脱细胞基质材料制备方法及在骨关节软骨损伤修复中的应用

Tissue-engineered acellular matrix material: preparation and application in articular cartilage repair

BACKGROUND: It has been reported that tissue-engineered acellular matrix can induce and promote epithelial cells and smooth muscle cells to evolve into a part of body in vivo compared with the normal extracellular matrix. OBJECTIVE: To investigate the effect of tissue-engineered acellular matrix in articular cartilage repair. METHODS: Totally 30 New Zealand rabbits were randomly allotted to fibroid tissue and acellular matrix groups (n=15 per group), and then articular cartilage defect models, 4 mm in diameter, were established at the white rabbit femoral condyle. Acellular cartilage matrix scaffold was prepared using bovine knee cartilage, and model rats in the acellular matrix group were repaired with acellular cartilage matrix scaffold and the others in the fibroid tissue group repaired with fibroid tissues. Finally, repair effects between two groups were compared. RESULTS AND CONCLUSION: The dark blue and porous tissue-engineered acellular matrix material could be found, with a diameter of 5 mm and moderate hardness, and exhibited certain flexibility after cross-linking. Hematoxylin-eosin staining showed that cell debris, blue-stained nuclear materials and residual extracellular matrix disappeared. Toluidine blue staining found that the porosity of the blue scaffold was 90%, and the swelling ratio was (1 314±337)%. The absorbance value in the acellular matrix group was significantly higher than that in the fibroid tissue group at 1, 3, 5, 7 and 9 days (P < 0.05). In the fibroid tissue group, defects filled with newborn fibrous scars were overt. By contrast, in the acellular matrix group, the white tissues covered the defect region with smooth surface, and the wound was basically healed, with an unclear boundary after 12 weeks.
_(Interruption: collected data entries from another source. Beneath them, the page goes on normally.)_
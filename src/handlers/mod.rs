//! Handler pipeline seam.
//!
//! Business handlers live behind [`UpdateHandler`]; the ingestion core only
//! knows this trait. [`JournalHandler`] is the default pipeline the binary
//! installs: it drops redeliveries and journals everything else.

use async_trait::async_trait;
use tracing::{debug, info};

use crate::session::Session;
use crate::update::Update;

/// Downstream consumer of normalized updates.
///
/// Implementations must tolerate concurrent calls. The update is passed by
/// value and never handed to any other call.
#[async_trait]
pub trait UpdateHandler: Send + Sync {
    /// Process one update against the live session.
    ///
    /// # Errors
    ///
    /// Any error is logged at the dispatch boundary and does not stop
    /// ingestion.
    async fn handle(&self, session: &Session, update: Update) -> anyhow::Result<()>;
}

/// Journals every update to the session database, skipping platform
/// redeliveries of an already-journaled `update_id`.
#[derive(Debug, Default, Clone, Copy)]
pub struct JournalHandler;

#[async_trait]
impl UpdateHandler for JournalHandler {
    async fn handle(&self, session: &Session, update: Update) -> anyhow::Result<()> {
        // The unique index on update_id makes this one atomic step.
        if !session.database().record_update(&update).await? {
            debug!(update_id = ?update.update_id(), "duplicate delivery ignored");
            return Ok(());
        }

        info!(
            event_id = %update.event_id(),
            kind = %update.kind(),
            chat_id = ?update.chat_id(),
            "update received"
        );
        Ok(())
    }
}
//! Update-delivery front end for a Telegram bot.
//!
//! Receives updates by long polling or by webhook, normalizes both into one
//! [`update::Update`] shape, and hands each to the handler pipeline through
//! the [`lifecycle::Lifecycle`] coordinator. A liveness endpoint answers
//! independently of bot state.

#![forbid(unsafe_code)]
#![warn(missing_docs)]

pub mod config;
pub mod database;
pub mod logging;

pub mod dispatch;
pub mod handlers;
pub mod session;
pub mod transport;
pub mod update;

pub mod lifecycle;
pub mod server;

pub mod heartbeat;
Moreover, blue-stained, small flattened cells appeared, subchondral bone structure was connected well with the cartilage, and the scaffold was directly degraded. In conclusion, the tissue-engineered acellular matrix material exhibits good biocompatibility, cell adsorption and hydrophilicity, and can promote the defect repair after articular cartilage injury. Therefore, it is a suitable substitute for articular cartilage repair.